Que quelqu’un avec l’expérience d’Arkin permette à une vie de travail assidu d’être gaspillée en servant un peu plus qu’une marionnette pour le renseignement américain est une chose. Que des médias comme Newsweek continuent à l’imprimer en est une autre. Ensemble, ces deux phénomènes représentent ce que j’appelle « l’effet Arkin », qui n’est rien d’autre que l’avilissement total du journalisme aux États-Unis lorsqu’il s’agit de la guerre de la Russie en Ukraine.

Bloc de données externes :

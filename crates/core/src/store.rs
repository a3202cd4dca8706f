//! Document store trait: the narrow persistence seam.
//!
//! Durable storage of documents, conversations, and messages belongs to the
//! surrounding service; the query path only reads document metadata (to turn
//! a document filter into a retrieval filter) and appends exchanged messages.
//! No schema is owned here.

use async_trait::async_trait;
use chrono::{DateTime, Utc};
use serde::{Deserialize, Serialize};

use crate::error::StoreError;
use crate::message::Role;

/// Metadata for one uploaded document.
#[derive(Debug, Clone, Serialize, Deserialize)]
pub struct DocumentRecord {
    /// Unique document ID.
    pub id: String,

    /// Original filename.
    pub filename: String,

    /// When the document was uploaded.
    pub uploaded_at: DateTime<Utc>,

    /// How many chunks the document was split into.
    pub chunk_count: usize,

    /// Size of the original file in bytes.
    pub file_size: u64,
}

/// One durably stored conversation message.
#[derive(Debug, Clone, Serialize, Deserialize)]
pub struct StoredMessage {
    pub conversation_id: String,
    pub role: Role,
    pub content: String,

    /// Source filenames attached to assistant answers.
    #[serde(default, skip_serializing_if = "Vec::is_empty")]
    pub sources: Vec<String>,
}

/// The persistence collaborator interface.
#[async_trait]
pub trait DocumentStore: Send + Sync {
    /// Look up a document's metadata by ID.
    async fn get_document(
        &self,
        document_id: &str,
    ) -> std::result::Result<Option<DocumentRecord>, StoreError>;

    /// Append a message to a conversation.
    async fn add_message(&self, message: StoredMessage) -> std::result::Result<(), StoreError>;
}
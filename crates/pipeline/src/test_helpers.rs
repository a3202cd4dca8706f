//! Shared test helpers for pipeline tests.

use std::sync::Mutex;

use async_trait::async_trait;
use ragline_core::error::GatewayError;
use ragline_core::gateway::{Gateway, GatewayRequest, GenerationResult, TokenUsage};

/// A mock gateway that returns a sequence of scripted outcomes.
///
/// Each call to `complete` consumes the next outcome in the queue and
/// records the request it was given. Panics if more calls are made than
/// outcomes provided.
pub struct SequentialMockGateway {
    outcomes: Mutex<Vec<Result<GenerationResult, GatewayError>>>,
    requests: Mutex<Vec<GatewayRequest>>,
    cursor: Mutex<usize>,
}

impl SequentialMockGateway {
    pub fn new(outcomes: Vec<Result<GenerationResult, GatewayError>>) -> Self {
        Self {
            outcomes: Mutex::new(outcomes),
            requests: Mutex::new(Vec::new()),
            cursor: Mutex::new(0),
        }
    }

    /// A gateway that answers each call with the next text in order.
    pub fn texts(texts: &[&str]) -> Self {
        Self::new(texts.iter().map(|t| Ok(make_result(t))).collect())
    }

    /// A gateway that answers the first call, then fails the second.
    pub fn text_then_failure(text: &str, error: GatewayError) -> Self {
        Self::new(vec![Ok(make_result(text)), Err(error)])
    }

    pub fn call_count(&self) -> usize {
        *self.cursor.lock().unwrap()
    }

    /// The requests seen so far, in call order.
    pub fn requests(&self) -> Vec<GatewayRequest> {
        self.requests.lock().unwrap().clone()
    }
}

#[async_trait]
impl Gateway for SequentialMockGateway {
    fn name(&self) -> &str {
        "sequential_mock"
    }

    async fn complete(
        &self,
        request: GatewayRequest,
    ) -> Result<GenerationResult, GatewayError> {
        let mut cursor = self.cursor.lock().unwrap();
        let outcomes = self.outcomes.lock().unwrap();

        if *cursor >= outcomes.len() {
            panic!(
                "SequentialMockGateway: no more outcomes (call #{}, have {})",
                *cursor,
                outcomes.len()
            );
        }

        self.requests.lock().unwrap().push(request);
        let outcome = outcomes[*cursor].clone();
        *cursor += 1;
        outcome
    }
}

/// Build a canonical result carrying the given text.
pub fn make_result(text: &str) -> GenerationResult {
    GenerationResult {
        text: text.into(),
        finish_reason: "stop".into(),
        usage: TokenUsage {
            prompt_tokens: 10,
            completion_tokens: 5,
            total_tokens: 15,
        },
        model_name: "mock-model".into(),
    }
}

Six mois après le début de l' »Opération militaire spéciale » de la Russie, la plupart des analystes militaires admettent que la Russie a le dessus sur le champ de bataille, malgré les milliards de dollars d’aide militaire envoyés à l’Ukraine par les États-Unis et leurs alliés européens.

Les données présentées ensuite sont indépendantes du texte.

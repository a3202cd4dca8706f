//! Gateway trait: the normalization boundary over generation backends.
//!
//! A Gateway sends a chat-style message list to one configured backend and
//! returns a single canonical [`GenerationResult`]. Whatever shape the
//! backend answers in, the distinction is erased here, permanently, for all
//! downstream code: callers never see a partially-shaped or backend-specific
//! structure.

use async_trait::async_trait;
use serde::{Deserialize, Serialize};

use crate::error::GatewayError;

/// The role of a chat message sent to the backend.
#[derive(Debug, Clone, Copy, PartialEq, Eq, Serialize, Deserialize)]
#[serde(rename_all = "lowercase")]
pub enum ChatRole {
    System,
    User,
    Assistant,
}

/// A single role-tagged message in a completion request.
#[derive(Debug, Clone, Serialize, Deserialize)]
pub struct ChatMessage {
    pub role: ChatRole,
    pub content: String,
}

impl ChatMessage {
    pub fn system(content: impl Into<String>) -> Self {
        Self {
            role: ChatRole::System,
            content: content.into(),
        }
    }

    pub fn user(content: impl Into<String>) -> Self {
        Self {
            role: ChatRole::User,
            content: content.into(),
        }
    }

    pub fn assistant(content: impl Into<String>) -> Self {
        Self {
            role: ChatRole::Assistant,
            content: content.into(),
        }
    }
}

/// A single completion request.
#[derive(Debug, Clone, Serialize, Deserialize)]
pub struct GatewayRequest {
    /// Target model. `None` falls back to the gateway's configured default.
    #[serde(default, skip_serializing_if = "Option::is_none")]
    pub model: Option<String>,

    /// Ordered role-tagged messages.
    pub messages: Vec<ChatMessage>,

    /// Generation randomness control.
    #[serde(default = "default_temperature")]
    pub temperature: f32,

    /// Upper bound on generated length.
    #[serde(default, skip_serializing_if = "Option::is_none")]
    pub max_tokens: Option<u32>,

    /// Open set of passthrough generation options, forwarded verbatim.
    #[serde(default, skip_serializing_if = "serde_json::Map::is_empty")]
    pub options: serde_json::Map<String, serde_json::Value>,
}

fn default_temperature() -> f32 {
    0.7
}

impl GatewayRequest {
    /// A request with just messages; everything else defaulted.
    pub fn new(messages: Vec<ChatMessage>) -> Self {
        Self {
            model: None,
            messages,
            temperature: default_temperature(),
            max_tokens: None,
            options: serde_json::Map::new(),
        }
    }
}

/// Token accounting for one completion.
#[derive(Debug, Clone, Default, PartialEq, Eq, Serialize, Deserialize)]
pub struct TokenUsage {
    pub prompt_tokens: u32,
    pub completion_tokens: u32,
    pub total_tokens: u32,
}

/// The canonical result of one completion.
///
/// Invariant: always fully populated. When the backend omits usage or a
/// finish reason, the gateway substitutes zero usage and `"stop"` rather
/// than leaking the absence downstream.
#[derive(Debug, Clone, PartialEq, Eq, Serialize, Deserialize)]
pub struct GenerationResult {
    /// The generated text (first candidate).
    pub text: String,

    /// Why generation stopped ("stop" when the backend says nothing).
    pub finish_reason: String,

    /// Token usage (zeroed when the backend omits it).
    pub usage: TokenUsage,

    /// Which model actually responded (may differ from requested).
    pub model_name: String,
}

/// One advertised model in a backend's catalog.
#[derive(Debug, Clone, PartialEq, Eq, Serialize, Deserialize)]
pub struct ModelInfo {
    pub id: String,
    pub owned_by: String,
}

/// The gateway trait every generation backend implements.
///
/// One request in, one canonical result out. No retry, no caching: a
/// backend failure surfaces immediately to the caller.
#[async_trait]
pub trait Gateway: Send + Sync {
    /// A human-readable name for this gateway (e.g., "groq", "openai").
    fn name(&self) -> &str;

    /// Issue a single chat completion and normalize the response.
    async fn complete(
        &self,
        request: GatewayRequest,
    ) -> std::result::Result<GenerationResult, GatewayError>;

    /// List the backend's advertised models.
    ///
    /// Backs a liveness probe only: on backend failure this degrades to an
    /// empty list rather than propagating an error.
    async fn list_models(&self) -> Vec<ModelInfo> {
        Vec::new()
    }

    /// Health check: can we reach the backend?
    async fn health_check(&self) -> bool {
        true
    }
}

Mais pas Bill Arkin et ses employeurs de Newsweek. Ils semblent se contenter de servir de sténographes à la Defense Intelligence Agency, en publiant des histoires qui n’ont pas résisté, et ne résisteront pas, à l’épreuve du temps.


Scott Ritter a été officier de renseignement du corps des Marines pendant 12 ans. En tant qu’inspecteur en chef des armes pour la Commission spéciale des Nations unies en Irak, il a été qualifié de héros par certains, de franc-tireur par d’autres et d’espion par le gouvernement irakien. Chargé de rechercher les armes de destruction massive en Irak, M. Ritter était en première ligne de la lutte contre la prolifération des armes. Il a eu une carrière étendue et distinguée dans le service gouvernemental avec des affectations dans l’ancienne Union soviétique et au Moyen-Orient. En 1991, Ritter a rejoint l’équipe d’inspection des armes des Nations Unies, ou UNSCOM. Il a participé à 34 missions d’inspection, dont 14 en tant qu’inspecteur en chef. Ritter a démissionné de l’UNSCOM en août 1998, invoquant l’ingérence des États-Unis dans les inspections. Il est l’auteur de nombreux livres, dont Scorpion King : America’s Suicidal Embrace of Nuclear Weapons from FDR to Trump ; Iraq Confidential : The Untold Story of the Intelligence Conspiracy to Undermine the UN and Overthrow Saddam Hussein ; Target Iran : The Truth about the White House’s Plans for Regime Change ; et Waging Peace : The Art of War for the Antiwar Movement. Auteur collaborateur : Deal of the Century : How Iran Blocked the West’s Road to War, Clarity Press. Il est diplômé du Franklin and Marshall College, avec une licence en histoire soviétique.